En ese sentido, Torres considera que la liberación de las patentes que ahora apoya EEUU, sea cual sea la fórmula final, difícilmente va a tener influencia alguna sobre la producción de vacunas de ARN, como las de Pfizer y Moderna. “No afectará a las vacunas de última generación, sino a las que se han desarrollado bajo unos parámetros más clásicos”, con vectores virales como AstraZeneca o Janssen, porque son más fáciles de producir.

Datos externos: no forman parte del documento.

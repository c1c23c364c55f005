use std::fmt::Debug;

use async_trait::async_trait;

use crate::{
    Config,
    error::WeatherError,
    model::{CurrentConditions, TemperatureSample},
    source::openweather::OpenWeatherSource,
};

pub mod openweather;

/// Abstraction over the external forecast provider.
///
/// Implementations translate provider failures into the shared taxonomy:
/// an unknown city is `CityNotFound`, everything else that goes wrong on
/// the wire is `Upstream`.
#[async_trait]
pub trait ForecastSource: Send + Sync + Debug {
    /// Current conditions for a city, including the report instant and the
    /// city's UTC offset as the provider states it.
    async fn fetch_current(&self, city: &str) -> Result<CurrentConditions, WeatherError>;

    /// All forecast samples the provider has for a city, timestamps already
    /// shifted to city-local time. Callers filter by date themselves.
    async fn fetch_forecast_samples(
        &self,
        city: &str,
    ) -> Result<Vec<TemperatureSample>, WeatherError>;
}

/// Construct the OpenWeather-backed source from config.
pub fn source_from_config(config: &Config) -> anyhow::Result<Box<dyn ForecastSource>> {
    let api_key = config.openweather_api_key().ok_or_else(|| {
        anyhow::anyhow!(
            "No OpenWeather API key configured.\n\
             Hint: set `api_key` in the config file or export OPENWEATHER_API_KEY."
        )
    })?;

    Ok(Box::new(OpenWeatherSource::new(api_key)))
}

#[cfg(test)]
mod tests {
    use super::*;

    #[test]
    fn source_from_config_errors_when_missing_api_key() {
        let cfg = Config::default();
        if cfg.openweather_api_key().is_some() {
            // OPENWEATHER_API_KEY is set in this environment; nothing to assert.
            return;
        }
        let err = source_from_config(&cfg).unwrap_err();
        assert!(err.to_string().contains("No OpenWeather API key configured"));
    }

    #[test]
    fn source_from_config_works_when_key_present() {
        let mut cfg = Config::default();
        cfg.set_api_key("KEY".to_string());
        assert!(source_from_config(&cfg).is_ok());
    }
}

placeholder Foto: Reuters.
Foto: Reuters.

De hecho, AstraZeneca ya tiene un acuerdo con el Instituto Serum de la India para fabricar allí su vacuna y venderla a un bajo precio, “pero solo a una serie de países amplia, elegidos y seleccionados”. No obstante, aunque se ha comentado mucho que esta farmacéutica británica ha renunciado a los derechos, lo cierto es que “no son dueños de todo el proceso de fabricación, de todas y cada una de las técnicas, es decir, que no tienen toda la patente”, advierte Carnero.

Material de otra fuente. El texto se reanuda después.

//! Binary crate for the forecast HTTP service.
//!
//! This crate focuses on:
//! - Parsing CLI arguments and loading configuration
//! - Wiring the resolver to the OpenWeather source and the override store
//! - Serving the HTTP boundary

use std::sync::Arc;

use anyhow::Context;
use clap::Parser;
use tower_http::cors::{Any, CorsLayer};
use tracing_subscriber::EnvFilter;

use forecast_core::{Config, MemoryOverrideStore, WeatherService, source_from_config};

mod cli;
mod routes;

#[tokio::main]
async fn main() -> anyhow::Result<()> {
    tracing_subscriber::fmt()
        .with_env_filter(
            EnvFilter::try_from_default_env().unwrap_or_else(|_| EnvFilter::new("info")),
        )
        .init();

    let args = cli::Cli::parse();

    let mut config = Config::load()?;
    if let Some(port) = args.port {
        config.port = port;
    }
    if let Some(api_key) = args.api_key {
        config.set_api_key(api_key);
    }

    let source = source_from_config(&config)?;
    let store = Arc::new(MemoryOverrideStore::new());
    let service = Arc::new(WeatherService::new(source, store));

    let cors = CorsLayer::new()
        .allow_origin(Any)
        .allow_methods(Any)
        .allow_headers(Any);

    let app = routes::router(service).layer(cors);

    let addr = format!("0.0.0.0:{}", config.port);
    let listener = tokio::net::TcpListener::bind(&addr)
        .await
        .with_context(|| format!("Failed to bind {addr}"))?;
    tracing::info!("forecast server listening on http://{addr}");

    axum::serve(listener, app).await.context("Server error")?;

    Ok(())
}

Pero ¿por qué una liberación de patentes sería insignificante en el caso de las vacunas de ARN? Los expertos coinciden en la imposibilidad de producirlas sin la estrecha colaboración de las farmacéuticas propietarias de las patentes. “Hace falta mucho apoyo por parte de las compañías que tienen la tecnología y una gran inversión”, apunta la consultora.

Foto: Romper el oligopolio internacional de vacunas supone un problema no solo de fabricación, también de propiedad intelectual. (EFE)

Además, uno de los grandes problemas es el suministro de los componentes. “Hasta a CureVac, que es alemana, le están faltando las materias primas, así que imaginemos el problema de otras compañías cuando se quieran poner a fabricar”, señala en referencia a una de las vacunas que saldrán al mercado próximamente y que también utiliza ARN mensajero. Además, “toda la tecnología del nanoencapsulado en lípidos es muy costosa, ya no por el proceso en sí mismo, sino por el equipamiento que se necesita para llevar a cabo la suspensión en nanopartículas, que es el vehículo del ARN mensajero. Es muy complicado”, insiste.

Por lo tanto, aunque una liberación de patentes sea un asunto de gran trascendencia, “no va a tener un efecto inmediato”, comenta el especialista en patentes de Farmamundi, y además lo tendrá solo para determinados países. “Entiendo que afectará a los que están en vías de desarrollo. Es decir, que las empresas farmacéuticas van a seguir ganando dinero en los países avanzados”.

Generalmente, se alude a la importancia de las patentes en la industria farmacéutica porque sin ellas se desincentiva la inversión en I+D. Sin embargo, Torres cree que esto solo es cierto parcialmente. “El desarrollo de un medicamento es complejo, pero la industria siempre argumenta que necesita invertir miles de millones de dólares y tenemos ejemplos de compañías españolas que han sacado adelante fármacos cuando solo facturaban 100 o 200 millones al año”, destaca, en referencia a Faes Farma y PharmaMar.